Türkiye sırf 15 gün sonra Cumhurbaşkanlığı ve Milletvekilliği Genel Seçimleri’ni yaşayacak. Başkanlar meydanlarda, herkes sandık için son hazırlıklarını yapıyor. Bu türlü bir atmosferde İçişleri Bakanı Süleyman Soylu’dan 14 Mayıs Seçimleri’nin siyasi bir darbe teşebbüsü olduğunu argüman eden bir açıklama geldi. Demokratik seçimleri darbe olarak tanımlayan İçişleri Bakanı’nın siyasi geçmişini gelin birlikte inceleyim…
Tansu Çiller’in prensi olarak ismini duyurmuştu Soylu. 1999 yılında DYP’nin İstanbul Vilayet Lideri olarak Türkiye’nin en genç vilayet lideri oldu.

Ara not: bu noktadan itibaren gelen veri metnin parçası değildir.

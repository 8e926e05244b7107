//! AR/AP sub-ledger (spec 4.4): open items, settlement, aging, and
//! provisioning. AR and AP are mirror images of each other (customer vs.
//! supplier counterparty, cash-debit-AR-credit vs. cash-credit-AP-debit on
//! settlement), so the two item types share the aging/provisioning
//! machinery below and differ only in their settlement voucher shape.

use chrono::NaiveDate;
use rust_decimal::Decimal;
use serde::{Deserialize, Serialize};

use zeltra_shared::types::{round_money, ApItemId, ArItemId, DimensionValueId};

use crate::coa::DimensionKey;
use crate::ledger::types::{EntryKind, VoucherEntryRequest, VoucherRequest};

/// An accounts-receivable open item: one customer invoice not yet fully
/// settled.
#[derive(Debug, Clone, Serialize, Deserialize)]
pub struct ArItem {
    /// Unique identifier.
    pub id: ArItemId,
    /// Customer dimension value this item is billed to.
    pub customer: DimensionValueId,
    /// Original invoice amount.
    pub amount: Decimal,
    /// Invoice date — the anchor for aging.
    pub invoice_date: NaiveDate,
    /// Amount not yet settled.
    pub outstanding: Decimal,
}

/// An accounts-payable open item: one supplier invoice not yet fully
/// settled.
#[derive(Debug, Clone, Serialize, Deserialize)]
pub struct ApItem {
    /// Unique identifier.
    pub id: ApItemId,
    /// Supplier dimension value this item is owed to.
    pub supplier: DimensionValueId,
    /// Original invoice amount.
    pub amount: Decimal,
    /// Invoice date — the anchor for aging.
    pub invoice_date: NaiveDate,
    /// Amount not yet settled.
    pub outstanding: Decimal,
}

/// Aging bucket, in days past invoice date (spec 4.4: "`0-30`, `31-60`,
/// `61-90`, `>90`").
#[derive(Debug, Clone, Copy, PartialEq, Eq, PartialOrd, Ord, Hash, Serialize, Deserialize)]
#[serde(rename_all = "snake_case")]
pub enum AgingBucket {
    /// 0 to 30 days past the invoice date, inclusive.
    Days0To30,
    /// 31 to 60 days.
    Days31To60,
    /// 61 to 90 days.
    Days61To90,
    /// More than 90 days.
    Over90,
}

impl AgingBucket {
    /// All buckets, in ascending order of age.
    pub const ALL: [Self; 4] = [Self::Days0To30, Self::Days31To60, Self::Days61To90, Self::Over90];

    /// Classifies the number of days an invoice has been outstanding as
    /// of `as_of` into a bucket. A negative age (invoice dated in the
    /// future relative to `as_of`) is treated as `Days0To30`.
    #[must_use]
    pub fn classify(invoice_date: NaiveDate, as_of: NaiveDate) -> Self {
        let days = (as_of - invoice_date).num_days();
        match days {
            d if d <= 30 => Self::Days0To30,
            31..=60 => Self::Days31To60,
            61..=90 => Self::Days61To90,
            _ => Self::Over90,
        }
    }
}

/// Per-bucket outstanding totals (spec 4.4's aging report) plus the
/// per-bucket rates used for bad-debt provisioning.
#[derive(Debug, Clone, Default, Serialize, Deserialize)]
pub struct AgingReport {
    /// Outstanding total per bucket.
    pub buckets: std::collections::BTreeMap<AgingBucket, Decimal>,
}

impl AgingReport {
    /// Builds the aging report for a set of AR (or AP) items as of a given
    /// date.
    #[must_use]
    pub fn build(outstanding: &[(NaiveDate, Decimal)], as_of: NaiveDate) -> Self {
        let mut buckets = std::collections::BTreeMap::new();
        for &(invoice_date, amount) in outstanding {
            let bucket = AgingBucket::classify(invoice_date, as_of);
            *buckets.entry(bucket).or_insert(Decimal::ZERO) += amount;
        }
        Self { buckets }
    }

    /// Sum of outstanding balances across every bucket. Must equal the
    /// control account's closing balance (spec 8, P10) — the repository
    /// layer is responsible for checking that equality against the live
    /// balance index, since this type has no knowledge of the chart of
    /// accounts.
    #[must_use]
    pub fn total(&self) -> Decimal {
        self.buckets.values().copied().sum()
    }
}

/// Per-bucket provisioning rates (spec 4.4: "applying configured
/// per-bucket rates to outstanding balances"), expressed as a fraction
/// (`0.05` means 5%).
#[derive(Debug, Clone, Copy, Serialize, Deserialize)]
pub struct ProvisionRates {
    /// Rate applied to the `0-30` bucket.
    pub days_0_30: Decimal,
    /// Rate applied to the `31-60` bucket.
    pub days_31_60: Decimal,
    /// Rate applied to the `61-90` bucket.
    pub days_61_90: Decimal,
    /// Rate applied to the `>90` bucket.
    pub over_90: Decimal,
}

impl ProvisionRates {
    fn rate_for(&self, bucket: AgingBucket) -> Decimal {
        match bucket {
            AgingBucket::Days0To30 => self.days_0_30,
            AgingBucket::Days31To60 => self.days_31_60,
            AgingBucket::Days61To90 => self.days_61_90,
            AgingBucket::Over90 => self.over_90,
        }
    }
}

/// Computes the bad-debt provision for an aging report: the sum, over
/// every bucket, of `outstanding * rate`, rounded to the functional
/// currency's two decimal places.
#[must_use]
pub fn compute_provision(report: &AgingReport, rates: &ProvisionRates) -> Decimal {
    let total: Decimal = report
        .buckets
        .iter()
        .map(|(bucket, outstanding)| *outstanding * rates.rate_for(*bucket))
        .sum();
    round_money(total)
}

/// Builds a balanced settlement voucher for one AR open item: debits cash
/// and credits the AR control account. `amount` must not exceed
/// `item.outstanding`.
///
/// # Errors
///
/// Returns [`SettlementError::ExceedsOutstanding`] if `amount >
/// item.outstanding`, or [`SettlementError::NonPositiveAmount`] if `amount
/// <= 0`.
pub fn settle_ar(
    item: &ArItem,
    amount: Decimal,
    cash_account: &str,
    ar_control_account: &str,
    posting_date: NaiveDate,
) -> Result<VoucherRequest, SettlementError> {
    settlement_voucher(
        item.id.to_string(),
        amount,
        item.outstanding,
        cash_account,
        ar_control_account,
        posting_date,
        true,
    )
}

/// Builds a balanced settlement voucher for an AP open item: debits the AP
/// control account and credits cash.
///
/// # Errors
///
/// Returns [`SettlementError::ExceedsOutstanding`] if `amount >
/// item.outstanding`.
pub fn settle_ap(
    item: &ApItem,
    amount: Decimal,
    cash_account: &str,
    ap_control_account: &str,
    posting_date: NaiveDate,
) -> Result<VoucherRequest, SettlementError> {
    settlement_voucher(
        item.id.to_string(),
        amount,
        item.outstanding,
        cash_account,
        ap_control_account,
        posting_date,
        false,
    )
}

/// Error settling an AR/AP open item.
#[derive(Debug, thiserror::Error, PartialEq, Eq)]
pub enum SettlementError {
    /// The settlement amount exceeds the item's outstanding balance.
    #[error("settlement amount {amount} exceeds outstanding {outstanding}")]
    ExceedsOutstanding {
        /// Amount requested.
        amount: Decimal,
        /// Outstanding balance of the item.
        outstanding: Decimal,
    },
    /// The settlement amount is not positive.
    #[error("settlement amount must be positive: {0}")]
    NonPositiveAmount(Decimal),
}

fn settlement_voucher(
    item_id: String,
    amount: Decimal,
    outstanding: Decimal,
    cash_account: &str,
    control_account: &str,
    posting_date: NaiveDate,
    is_receivable: bool,
) -> Result<VoucherRequest, SettlementError> {
    if amount <= Decimal::ZERO {
        return Err(SettlementError::NonPositiveAmount(amount));
    }
    if amount > outstanding {
        return Err(SettlementError::ExceedsOutstanding { amount, outstanding });
    }

    let description = format!("Settlement of open item {item_id}");
    let (cash_debit, cash_credit, control_debit, control_credit) = if is_receivable {
        (amount, Decimal::ZERO, Decimal::ZERO, amount)
    } else {
        (Decimal::ZERO, amount, amount, Decimal::ZERO)
    };

    Ok(VoucherRequest {
        posting_date,
        description: description.clone(),
        entry_type: EntryKind::Normal,
        entries: vec![
            VoucherEntryRequest {
                account_code: cash_account.to_string(),
                description: Some(description.clone()),
                debit: cash_debit,
                credit: cash_credit,
                currency: None,
                fx_rate: None,
                foreign_debit: None,
                foreign_credit: None,
                dimensions: DimensionKey::none(),
            },
            VoucherEntryRequest {
                account_code: control_account.to_string(),
                description: Some(description),
                debit: control_debit,
                credit: control_credit,
                currency: None,
                fx_rate: None,
                foreign_debit: None,
                foreign_credit: None,
                dimensions: DimensionKey::none(),
            },
        ],
        source_template: None,
        source_event_id: None,
    })
}

/// Builds a provisioning (or, when `reverse` is true, reversal) voucher
/// for a computed bad-debt provision amount. `expense_account` is debited
/// (or credited on reversal) and `allowance_account` is the mirror leg.
/// Returns `None` when `amount` rounds to zero — no voucher is needed.
#[must_use]
pub fn build_provision_voucher(
    amount: Decimal,
    expense_account: &str,
    allowance_account: &str,
    posting_date: NaiveDate,
    period: &str,
    reverse: bool,
) -> Option<VoucherRequest> {
    if amount == Decimal::ZERO {
        return None;
    }
    let description = format!("Bad debt provision {period}");
    let (expense_debit, expense_credit, allowance_debit, allowance_credit) = if reverse {
        (Decimal::ZERO, amount, amount, Decimal::ZERO)
    } else {
        (amount, Decimal::ZERO, Decimal::ZERO, amount)
    };
    Some(VoucherRequest {
        posting_date,
        description: description.clone(),
        entry_type: EntryKind::Adjustment,
        entries: vec![
            VoucherEntryRequest {
                account_code: expense_account.to_string(),
                description: Some(description.clone()),
                debit: expense_debit,
                credit: expense_credit,
                currency: None,
                fx_rate: None,
                foreign_debit: None,
                foreign_credit: None,
                dimensions: DimensionKey::none(),
            },
            VoucherEntryRequest {
                account_code: allowance_account.to_string(),
                description: Some(description),
                debit: allowance_debit,
                credit: allowance_credit,
                currency: None,
                fx_rate: None,
                foreign_debit: None,
                foreign_credit: None,
                dimensions: DimensionKey::none(),
            },
        ],
        source_template: Some("BAD_DEBT_PROVISION".to_string()),
        source_event_id: None,
    })
}

#[cfg(test)]
mod tests {
    use super::*;
    use rust_decimal_macros::dec;

    fn date(y: i32, m: u32, d: u32) -> NaiveDate {
        NaiveDate::from_ymd_opt(y, m, d).unwrap()
    }

    #[test]
    fn aging_bucket_boundaries() {
        let invoice = date(2025, 1, 1);
        assert_eq!(AgingBucket::classify(invoice, date(2025, 1, 31)), AgingBucket::Days0To30);
        assert_eq!(AgingBucket::classify(invoice, date(2025, 2, 1)), AgingBucket::Days31To60);
        assert_eq!(AgingBucket::classify(invoice, date(2025, 3, 2)), AgingBucket::Days61To90);
        assert_eq!(AgingBucket::classify(invoice, date(2025, 4, 15)), AgingBucket::Over90);
    }

    #[test]
    fn aging_report_sums_to_total_outstanding() {
        let items = vec![
            (date(2025, 1, 1), dec!(100)),
            (date(2024, 10, 1), dec!(50)),
            (date(2025, 1, 20), dec!(25)),
        ];
        let report = AgingReport::build(&items, date(2025, 1, 25));
        assert_eq!(report.total(), dec!(175));
    }

    #[test]
    fn provision_applies_bucket_rates() {
        let mut buckets = std::collections::BTreeMap::new();
        buckets.insert(AgingBucket::Days0To30, dec!(1000));
        buckets.insert(AgingBucket::Over90, dec!(200));
        let report = AgingReport { buckets };
        let rates = ProvisionRates {
            days_0_30: dec!(0.01),
            days_31_60: dec!(0.05),
            days_61_90: dec!(0.20),
            over_90: dec!(0.50),
        };
        assert_eq!(compute_provision(&report, &rates), dec!(110.00));
    }

    #[test]
    fn settlement_voucher_balances_and_debits_cash() {
        let item = ArItem {
            id: ArItemId::new(),
            customer: DimensionValueId::none(),
            amount: dec!(1000),
            invoice_date: date(2025, 1, 1),
            outstanding: dec!(1000),
        };
        let voucher = settle_ar(&item, dec!(400), "1001", "1122", date(2025, 1, 15)).unwrap();
        let debit: Decimal = voucher.entries.iter().map(|e| e.debit).sum();
        let credit: Decimal = voucher.entries.iter().map(|e| e.credit).sum();
        assert_eq!(debit, credit);
        assert_eq!(voucher.entries[0].debit, dec!(400));
        assert_eq!(voucher.entries[1].credit, dec!(400));
    }

    #[test]
    fn settlement_rejects_overpay() {
        let item = ArItem {
            id: ArItemId::new(),
            customer: DimensionValueId::none(),
            amount: dec!(1000),
            invoice_date: date(2025, 1, 1),
            outstanding: dec!(100),
        };
        let err = settle_ar(&item, dec!(400), "1001", "1122", date(2025, 1, 15)).unwrap_err();
        assert!(matches!(err, SettlementError::ExceedsOutstanding { .. }));
    }

    #[test]
    fn provision_reversal_swaps_sides() {
        let date = date(2025, 1, 31);
        let voucher = build_provision_voucher(dec!(50), "6200", "1129", date, "2025-01", true).unwrap();
        assert_eq!(voucher.entries[0].credit, dec!(50));
        assert_eq!(voucher.entries[1].debit, dec!(50));
    }

    #[test]
    fn zero_provision_produces_no_voucher() {
        let date = date(2025, 1, 31);
        assert!(build_provision_voucher(Decimal::ZERO, "6200", "1129", date, "2025-01", false).is_none());
    }
}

DP Genel Lideri olduğu günlerse periyodun başbakanı Tayyip Erdoğan’ı ve AK Parti iktidarını çok sert sözlerle amaç aldı.
Geçmişte sarf ettiği tüm kelamları unutup bir günde Ak Partili olan Süleyman Soylu, bu partide genel lider yardımcılığına getirildi.
İçişleri Bakanı olduktan sonra medyada daha sık yer verilen ve yaptığı çıkışlarla gündeme oturan bir isim oldu Süleyman Soylu
Hazine ve Maliye Bakanı, birebir vakitte Tayyip Erdoğan’ın damadı olan Berat Albayrak ile girdikleri rekabet bilhassa muhalefet kulislerinin en çok konuşulan konusu oldu.

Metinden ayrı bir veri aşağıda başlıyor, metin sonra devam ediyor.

use super::*;

#[test]
fn test_page_request_default() {
    let request = PageRequest::default();
    assert_eq!(request.page, 1);
    assert_eq!(request.per_page, 20);
}

#[test]
fn test_page_request_offset() {
    let request = PageRequest {
        page: 1,
        per_page: 20,
    };
    assert_eq!(request.offset(), 0);

    let request = PageRequest {
        page: 2,
        per_page: 20,
    };
    assert_eq!(request.offset(), 20);
}

#[test]
fn test_page_request_limit() {
    let request = PageRequest {
        page: 1,
        per_page: 50,
    };
    assert_eq!(request.limit(), 50);
}

#[test]
fn test_page_response_new() {
    let data = vec![1, 2, 3];
    let response = PageResponse::new(data.clone(), 1, 10, 3);

    assert_eq!(response.data, data);
    assert_eq!(response.meta.page, 1);
    assert_eq!(response.meta.per_page, 10);
    assert_eq!(response.meta.total, 3);
    assert_eq!(response.meta.total_pages, 1);
}

#[test]
fn test_page_response_pagination() {
    // 25 items, 10 per page -> 3 pages
    let response: PageResponse<i32> = PageResponse::new(vec![], 1, 10, 25);
    assert_eq!(response.meta.total_pages, 3);
}

#[test]
fn test_page_response_empty() {
    let response: PageResponse<i32> = PageResponse::new(vec![], 1, 10, 0);
    assert_eq!(response.meta.total_pages, 1);
}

COVID 19 Pandemisi sürecinde, sokağa çıkma yasağının geç açıklanması marketlerde kuyruk oluşmasına sebep oldu.
Süleyman Soylu’ya yönelik yansıların merkezinde olan bir öbür isim ise kabahat örgütü başkanı Sedat Peker oldu.

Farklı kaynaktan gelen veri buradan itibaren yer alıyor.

//! Period close/reopen orchestration (spec 4.3).
//!
//! These functions are pure: they take already-loaded balances and
//! templates and return a plan of voucher requests for the caller to
//! submit through the voucher store (C2), mirroring how
//! `ledger::service::LedgerService` stays free of persistence.

use chrono::NaiveDate;
use rust_decimal::Decimal;
use zeltra_shared::types::VoucherId;

use crate::coa::{Account, DimensionKey};
use crate::ledger::error::LedgerError;
use crate::ledger::types::{EntryKind, Voucher, VoucherEntryRequest, VoucherRequest};

use super::types::{ClosingRule, ClosingTemplate};

/// One source account's net period activity feeding a closing rule.
#[derive(Debug, Clone)]
pub struct ClosingSource {
    /// The account.
    pub account: Account,
    /// Net change for the period, raw `debit_total - credit_total` (*not*
    /// signed per the account's own normal side): positive means the
    /// account grew on the debit side, negative means it grew on the
    /// credit side.
    pub net_change: Decimal,
}

/// The `net_change` a [`ClosingSource`] must carry for
/// [`evaluate_closing_template`]'s sign convention: raw `debit_total -
/// credit_total`, never the account's own normal-side-signed activity.
/// Callers aggregating balance rows (e.g. the API layer's
/// `closing_sources()`) should build every `ClosingSource` through this
/// function rather than re-deriving the sign themselves.
#[must_use]
pub fn raw_net_change(debit_total: Decimal, credit_total: Decimal) -> Decimal {
    debit_total - credit_total
}

/// The result of evaluating every active closing template for a period: a
/// set of balanced voucher requests ready for submission, plus the period
/// to roll afterward.
#[derive(Debug, Clone)]
pub struct ClosingPlan {
    /// One voucher request per template that produced a nonzero closing
    /// entry.
    pub vouchers: Vec<VoucherRequest>,
}

/// Evaluates one closing template against a set of already-loaded source
/// balances for the period being closed.
///
/// # Errors
///
/// Returns [`LedgerError::TemplateDisabled`] if the template is inactive,
/// or [`LedgerError::TemplateUnbalanced`] if (due to a data error) the
/// synthesized voucher would not balance — this should never happen given
/// the construction below, since the rule flattens sources into exactly
/// one target line equal to their net, but the check is kept as the
/// "rejection must precede any state mutation" guarantee of P8.
pub fn evaluate_closing_template(
    template: &ClosingTemplate,
    period: &str,
    posting_date: NaiveDate,
    sources: &[ClosingSource],
) -> Result<Option<VoucherRequest>, LedgerError> {
    if !template.is_active {
        return Err(LedgerError::TemplateDisabled(template.code.clone()));
    }

    let matching: Vec<&ClosingSource> = sources
        .iter()
        .filter(|s| template.rule.sources.matches(&s.account))
        .collect();

    let net: Decimal = matching.iter().map(|s| s.net_change).sum();
    if net == Decimal::ZERO {
        return Ok(None);
    }

    let mut entries = Vec::with_capacity(matching.len() + 1);
    for source in &matching {
        if source.net_change == Decimal::ZERO {
            continue;
        }
        // net_change is raw debit-minus-credit: a positive net_change grew
        // on the debit side and is closed out with a credit, and vice
        // versa, regardless of the account's own normal side.
        let (debit, credit) = if source.net_change > Decimal::ZERO {
            (Decimal::ZERO, source.net_change)
        } else {
            (-source.net_change, Decimal::ZERO)
        };
        entries.push(VoucherEntryRequest {
            account_code: source.account.code.clone(),
            description: Some(template.rule.description_template.replace("{period}", period)),
            debit,
            credit,
            currency: None,
            fx_rate: None,
            foreign_debit: None,
            foreign_credit: None,
            dimensions: DimensionKey::none(),
        });
    }

    let (target_debit, target_credit) = if net > Decimal::ZERO {
        (net, Decimal::ZERO)
    } else {
        (Decimal::ZERO, -net)
    };
    entries.push(VoucherEntryRequest {
        account_code: template.rule.target_account.clone(),
        description: Some(template.rule.description_template.replace("{period}", period)),
        debit: target_debit,
        credit: target_credit,
        currency: None,
        fx_rate: None,
        foreign_debit: None,
        foreign_credit: None,
        dimensions: DimensionKey::none(),
    });

    let total_debit: Decimal = entries.iter().map(|e| e.debit).sum();
    let total_credit: Decimal = entries.iter().map(|e| e.credit).sum();
    if (total_debit - total_credit).abs() > crate::ledger::types::BALANCE_TOLERANCE {
        return Err(LedgerError::TemplateUnbalanced(template.code.clone()));
    }

    Ok(Some(VoucherRequest {
        posting_date,
        description: template.rule.description_template.replace("{period}", period),
        // The period being closed is in `adjustment` status by the time
        // close() runs (spec 4.3 step 1-2 follow `enter_adjustment`), and
        // `PeriodStatus::admits` only accepts `EntryKind::Adjustment`
        // vouchers there -- a `Normal` closing voucher would be rejected
        // with `PERIOD_ADJUSTMENT_ONLY` by its own admission check.
        entry_type: EntryKind::Adjustment,
        entries,
        source_template: Some(template.code.clone()),
        source_event_id: None,
    }))
}

/// Evaluates every active template selected for a period, building the
/// full [`ClosingPlan`] (close step 2-3 of spec 4.3). Templates are
/// evaluated in the order given; if any rejects, no vouchers from this
/// call are returned — rejection precedes any state mutation (P8).
///
/// # Errors
///
/// Propagates the first template evaluation error.
pub fn build_closing_plan(
    templates: &[ClosingTemplate],
    period: &str,
    posting_date: NaiveDate,
    sources: &[ClosingSource],
) -> Result<ClosingPlan, LedgerError> {
    let mut vouchers = Vec::new();
    for template in templates {
        if let Some(voucher) = evaluate_closing_template(template, period, posting_date, sources)?
        {
            vouchers.push(voucher);
        }
    }
    Ok(ClosingPlan { vouchers })
}

/// The effect of reopening a closed period: which closing vouchers must be
/// voided, and — only when the following period already had activity — an
/// adjustment-carry voucher capturing the delta (spec 4.3's reopen step).
#[derive(Debug, Clone)]
pub struct ReopenPlan {
    /// Closing vouchers from the period being reopened that must now be
    /// voided.
    pub vouchers_to_void: Vec<VoucherId>,
    /// Whether the next period had its own activity (so its opening
    /// balances cannot simply be rolled back) and instead needs an
    /// adjustment-carry voucher.
    pub next_period_has_activity: bool,
}

impl ReopenPlan {
    /// Builds the reopen plan from the set of voucher ids that were
    /// synthesized by closing templates during this period's close, and
    /// whether the following period has had any of its own confirmed
    /// activity since rollover.
    #[must_use]
    pub fn new(closing_voucher_ids: Vec<VoucherId>, next_period_has_activity: bool) -> Self {
        Self {
            vouchers_to_void: closing_voucher_ids,
            next_period_has_activity,
        }
    }
}

/// Validates that a voucher is eligible to be void'd as part of a reopen —
/// it must be `confirmed` and must have been produced by a closing
/// template (`source_template.is_some()`), not an arbitrary business
/// voucher.
#[must_use]
pub fn is_closing_voucher(voucher: &Voucher) -> bool {
    voucher.source_template.is_some()
}

#[cfg(test)]
mod tests {
    use super::*;
    use crate::coa::{AccountType, CashFlowCategory, NormalSide};
    use rust_decimal_macros::dec;

    fn account(code: &str, account_type: AccountType) -> Account {
        Account {
            code: code.to_string(),
            name: code.to_string(),
            account_type,
            normal_side: account_type.default_normal_side(),
            cash_flow_category: CashFlowCategory::None,
            parent_code: None,
            enabled: true,
            system_seeded: false,
            revaluable: false,
        }
    }

    fn pnl_template() -> ClosingTemplate {
        ClosingTemplate {
            code: "PNL_TO_RE".into(),
            name: "P&L to retained earnings".into(),
            rule: ClosingRule {
                sources: super::super::types::AccountSelector {
                    prefixes: vec![],
                    account_types: vec![AccountType::Revenue, AccountType::Expense],
                },
                target_account: "3200".into(),
                description_template: "Close P&L for {period}".into(),
            },
            is_active: true,
        }
    }

    #[test]
    fn closes_revenue_and_expense_into_retained_earnings() {
        // net_change is built via `raw_net_change(debit_total, credit_total)`,
        // the same function the API layer's `closing_sources()` calls over
        // aggregated balance rows, so this test covers the sign contract
        // between that aggregation step and `evaluate_closing_template`
        // end to end rather than hand-picking a sign.
        let sources = vec![
            ClosingSource {
                account: account("4000", AccountType::Revenue),
                // Revenue (credit-normal) posted 50000 on the credit side
                // this period, debit_total = 0.
                net_change: raw_net_change(dec!(0), dec!(50000)),
            },
            ClosingSource {
                account: account("5000", AccountType::Expense),
                // Expense (debit-normal) posted 30000 on the debit side
                // this period, credit_total = 0.
                net_change: raw_net_change(dec!(30000), dec!(0)),
            },
        ];
        let date = NaiveDate::from_ymd_opt(2025, 1, 31).unwrap();
        let voucher = evaluate_closing_template(&pnl_template(), "2025-01", date, &sources)
            .unwrap()
            .unwrap();

        let total_debit: Decimal = voucher.entries.iter().map(|e| e.debit).sum();
        let total_credit: Decimal = voucher.entries.iter().map(|e| e.credit).sum();
        assert_eq!(total_debit, total_credit);

        let revenue_line = voucher
            .entries
            .iter()
            .find(|e| e.account_code == "4000")
            .unwrap();
        assert_eq!(revenue_line.debit, dec!(50000));

        let expense_line = voucher
            .entries
            .iter()
            .find(|e| e.account_code == "5000")
            .unwrap();
        assert_eq!(expense_line.credit, dec!(30000));

        let target_line = voucher
            .entries
            .iter()
            .find(|e| e.account_code == "3200")
            .unwrap();
        assert_eq!(target_line.credit, dec!(20000));
    }

    #[test]
    fn disabled_template_is_rejected_before_mutation() {
        let mut template = pnl_template();
        template.is_active = false;
        let date = NaiveDate::from_ymd_opt(2025, 1, 31).unwrap();
        let err = evaluate_closing_template(&template, "2025-01", date, &[]).unwrap_err();
        assert!(matches!(err, LedgerError::TemplateDisabled(_)));
    }

    #[test]
    fn zero_net_change_produces_no_voucher() {
        let date = NaiveDate::from_ymd_opt(2025, 1, 31).unwrap();
        let voucher = evaluate_closing_template(&pnl_template(), "2025-01", date, &[])
            .unwrap();
        assert!(voucher.is_none());
    }
}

Sedat Peker’in Soylu’ya yönelik sözlerine uzun müddet sessiz kalan Ak Parti iktidarı, Soylu’nun yıpranmasına bilerek müsaade verildiği yorumlarına yol açtı.
Soylu’nun ses getiren açıklamaları bununla hudutlu kalmadı.
Soylu’nun kamuoyunda ses getiren son çıkışı ise 14 Mayıs seçimlerine ait oldu.